Chypre : pourquoi la taxe sur les épargnants est remise en cause

Une statue caricaturant la chancelière allemande, Angela Merkel, et le président chypriote, Nicos Anastasiades, est présentée lors d\'un carnaval à Limassol (Chypre), le 17 mars 2013.
Une statue caricaturant la chancelière allemande, Angela Merkel, et le président chypriote, Nicos Anastasiades, est présentée lors d'un carnaval à Limassol (Chypre), le 17 mars 2013. (YIANNIS KOURTOGLOU / AFP)

Proposée samedi en échange d'un prêt européen de 10 milliards d'euros, la taxe sur les dépôts bancaires devrait être rejetée mardi par le Parlement chypriote, alors que la Troïka a proposé de la revoir.

Ce devait être une chambre de validation ; ce sera sans doute un peloton d'exécution. Le Parlement chypriote s'apprête, mardi 19 mars, à mettre fin à la courte vie du projet initial de taxe sur les dépôts bancaires, négocié samedi avec les pays de l'Eurogroupe dans le cadre d'un plan de renflouement de 10 milliards d'euros. Lundi, face à l'impopularité de cette mesure, Chypre et la Troïka (FMI, BCE, UE) avaient déjà entamé une marche arrière. Francetv info vous explique les raisons de ce revirement.

Calmer la fronde des opinions publiques

"Mais pourquoi est-ce qu'ils toucheraient à nos économies ? De quel droit ?" L'annonce de la taxe, qui prévoit de toucher la totalité des épargnants, même les plus modestes, a suscité la stupéfaction et la colère des habitants chypriotes. Lundi, des centaines d'entre eux se sont massés devant le Parlement à Nicosie pour protester contre "l'ordre néolibéral".
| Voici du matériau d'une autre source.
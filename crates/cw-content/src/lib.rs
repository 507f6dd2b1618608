//! Content model for the campus website editor.
//!
//! The whole editable website lives in one [`ContentDocument`]: flat text
//! fields (college name, hero, about, academics), keyed lists (news,
//! departments, professional bodies), the footer record, and the navigation
//! menu. The document is replaced one top-level field at a time through
//! [`FieldUpdate`].
//!
//! The [`navigation`] module holds the only part with structural rules: an
//! ordered two-level menu with pure editing operations, a drag-and-drop
//! reorder protocol, and click-toggle dropdown state.
//!
//! # Example
//!
//! ```
//! use cw_content::navigation::{self, NavKind, NavTemplate};
//! use cw_content::{ContentDocument, FieldUpdate};
//!
//! let mut doc = ContentDocument::default();
//! let items = navigation::add_item(
//!     &doc.navigation_items,
//!     Some(NavTemplate::new("Research", "/research", NavKind::Internal)),
//! );
//! doc.apply(FieldUpdate::NavigationItems(items));
//! assert_eq!(doc.navigation_items.last().unwrap().label, "Research");
//! ```

mod document;
mod error;
mod field;
mod id;
pub mod lists;
pub mod navigation;
mod section;

pub use document::{
    ContactInfo, ContentDocument, Department, FooterData, FooterLink, NewsItem, ProfessionalBody,
    SocialLink,
};
pub use error::ContentError;
pub use field::{Field, FieldUpdate};
pub use id::new_id;
pub use section::{DESIGN_FIELDS, EditorTab, SectionId};
//! Pure editing operations on the navigation list.
//!
//! Every operation takes the current list and returns a new one. Requests
//! naming an id or index that does not exist return the input unchanged:
//! they are the normal outcome of an edit racing a delete within one
//! session, not errors.

use super::{NavChild, NavPatch, NavTemplate, NavigationItem};
use crate::id::new_id;

/// Append a new top-level item with a fresh id.
///
/// Uses `template` for the visible fields, or "New Item" / `#` / internal.
#[must_use]
pub fn add_item(items: &[NavigationItem], template: Option<NavTemplate>) -> Vec<NavigationItem> {
    let template = template.unwrap_or_default();
    let mut updated = items.to_vec();
    updated.push(NavigationItem {
        id: new_id("nav"),
        label: template.label,
        href: template.href,
        kind: template.kind,
        children: Vec::new(),
    });
    updated
}

/// Apply `patch` to the top-level item with `id`.
///
/// Changing the kind away from dropdown keeps the children.
#[must_use]
pub fn update_item(items: &[NavigationItem], id: &str, patch: &NavPatch) -> Vec<NavigationItem> {
    items
        .iter()
        .map(|item| {
            if item.id != id {
                return item.clone();
            }
            let mut item = item.clone();
            if let Some(label) = &patch.label {
                item.label.clone_from(label);
            }
            if let Some(href) = &patch.href {
                item.href.clone_from(href);
            }
            if let Some(kind) = patch.kind {
                item.kind = kind;
            }
            item
        })
        .collect()
}

/// Remove the top-level item with `id`, children included.
#[must_use]
pub fn remove_item(items: &[NavigationItem], id: &str) -> Vec<NavigationItem> {
    items.iter().filter(|item| item.id != id).cloned().collect()
}

/// Move the element at `from` to position `to`.
///
/// Elements between the two positions shift by one. Equal or out-of-range
/// indices return the input unchanged.
#[must_use]
pub fn reorder(items: &[NavigationItem], from: usize, to: usize) -> Vec<NavigationItem> {
    move_element(items, from, to)
}

/// Append a new child to the item with `parent_id`.
///
/// Uses `template` for the visible fields, or "New Child" / `#` / internal.
#[must_use]
pub fn add_child(
    items: &[NavigationItem],
    parent_id: &str,
    template: Option<NavTemplate>,
) -> Vec<NavigationItem> {
    let template = template.unwrap_or_else(NavTemplate::child);
    with_children(items, parent_id, |children| {
        children.push(NavChild {
            id: new_id("child"),
            label: template.label.clone(),
            href: template.href.clone(),
            kind: template.kind,
        });
    })
}

/// Apply `patch` to one child of the item with `parent_id`.
#[must_use]
pub fn update_child(
    items: &[NavigationItem],
    parent_id: &str,
    child_id: &str,
    patch: &NavPatch,
) -> Vec<NavigationItem> {
    with_children(items, parent_id, |children| {
        for child in children.iter_mut().filter(|c| c.id == child_id) {
            if let Some(label) = &patch.label {
                child.label.clone_from(label);
            }
            if let Some(href) = &patch.href {
                child.href.clone_from(href);
            }
            if let Some(kind) = patch.kind {
                child.kind = kind;
            }
        }
    })
}

/// Remove one child of the item with `parent_id`. The parent is untouched.
#[must_use]
pub fn remove_child(
    items: &[NavigationItem],
    parent_id: &str,
    child_id: &str,
) -> Vec<NavigationItem> {
    with_children(items, parent_id, |children| {
        children.retain(|c| c.id != child_id);
    })
}

/// Move a child within the dropdown of `parent_id`.
///
/// Same rules as [`reorder`], applied to one parent's children.
#[must_use]
pub fn reorder_children(
    items: &[NavigationItem],
    parent_id: &str,
    from: usize,
    to: usize,
) -> Vec<NavigationItem> {
    with_children(items, parent_id, |children| {
        *children = move_element(children, from, to);
    })
}

/// Clone `items`, running `edit` on the children of the matching parent.
fn with_children<F>(items: &[NavigationItem], parent_id: &str, mut edit: F) -> Vec<NavigationItem>
where
    F: FnMut(&mut Vec<NavChild>),
{
    items
        .iter()
        .map(|item| {
            let mut item = item.clone();
            if item.id == parent_id {
                edit(&mut item.children);
            }
            item
        })
        .collect()
}

fn move_element<T: Clone>(list: &[T], from: usize, to: usize) -> Vec<T> {
    let mut updated = list.to_vec();
    if from == to || from >= list.len() || to >= list.len() {
        return updated;
    }
    let element = updated.remove(from);
    updated.insert(to, element);
    updated
}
L'inquiétude ne s'est pas arrêtée aux frontières de l'île méditerranéenne. Au Royaume-Uni, le gouvernement a tenté de rassurer ses militaires installés à Chypre en leur promettant des indemnisations, comme le rapporte le Daily Mail (en anglais), qui évoque un "braquage de banque" et un "raid scandaleux". Surtout, un vent de panique a soufflé lundi sur l'ensemble de la zone euro, notamment face aux possibles répercussions sur la confiance dans le système bancaire.

Donner une deuxième chance à Chypre

Si la machine arrière permet de rassurer les populations et d'épargner (temporairement) leur portefeuille, elle constitue aussi un message d'apaisement adressé à Nicosie. "Comment [Chypre] finance sa contribution, comment il la répartit, c'est l'affaire du gouvernement chypriote", a ainsi précisé lundi le gouvernement allemand, à l'instar du ministre des Finances français, Pierre Moscovici. En clair, tant que la somme de 5,8 milliards d'euros que rapporterait la taxe est réunie, la Troïka sera satisfaite. Et, en douce, elle reconnaît que cette mesure était une erreur politique.

Le gouvernement chypriote a donc l'occasion de revoir les seuils et les taux appliqués dans une nouvelle mouture du projet, afin de ne pas toucher aux épargnants les moins dotés. Lors des négociations avec la Troïka, dans la nuit de vendredi à samedi, le président chypriote avait refusé de cibler uniquement (et plus fortement) les comptes des plus riches, de peur de plomber l'attractivité de l'île, selon le Financial Times (article abonnés, en anglais). 

Ne pas froisser Moscou

S'il est un pays bien au fait de l'attractivité fiscale de Chypre, c'est la Russie. Moscou a qualifié lundi d'"injuste" et de "dangereuse" l'idée d'une taxe sur les dépôts bancaires, qui coûterait 2 milliards d'euros aux fortunes russes placées sur l'île. Sur les 68 milliards d'euros de dépôts dans les banques chypriotes, 40% appartiennent en effet à des Russes, selon Le Figaro

Le ministre des Finances chypriote, Michalis Sarris, est attendu à Moscou mardi pour y négocier, selon les médias russes, un nouveau prêt de la Russie à l'île, en renfort du plan négocié avec la Troïka. Avant cela, il devra rassurer son homologue Anton Silouanov, qui a menacé de revenir sur sa proposition d'assouplir les conditions du crédit de 2,5 milliards de dollars accordé à Nicosie en 2011. Il devra aussi s'expliquer sur la nouvelle mouture du projet de taxe, qui pourrait viser davantage les plus riches (et donc nombre de Russes). Le plus dur est bien, désormais, de trancher entre les intérêts des uns et des autres, a priori inconciliables.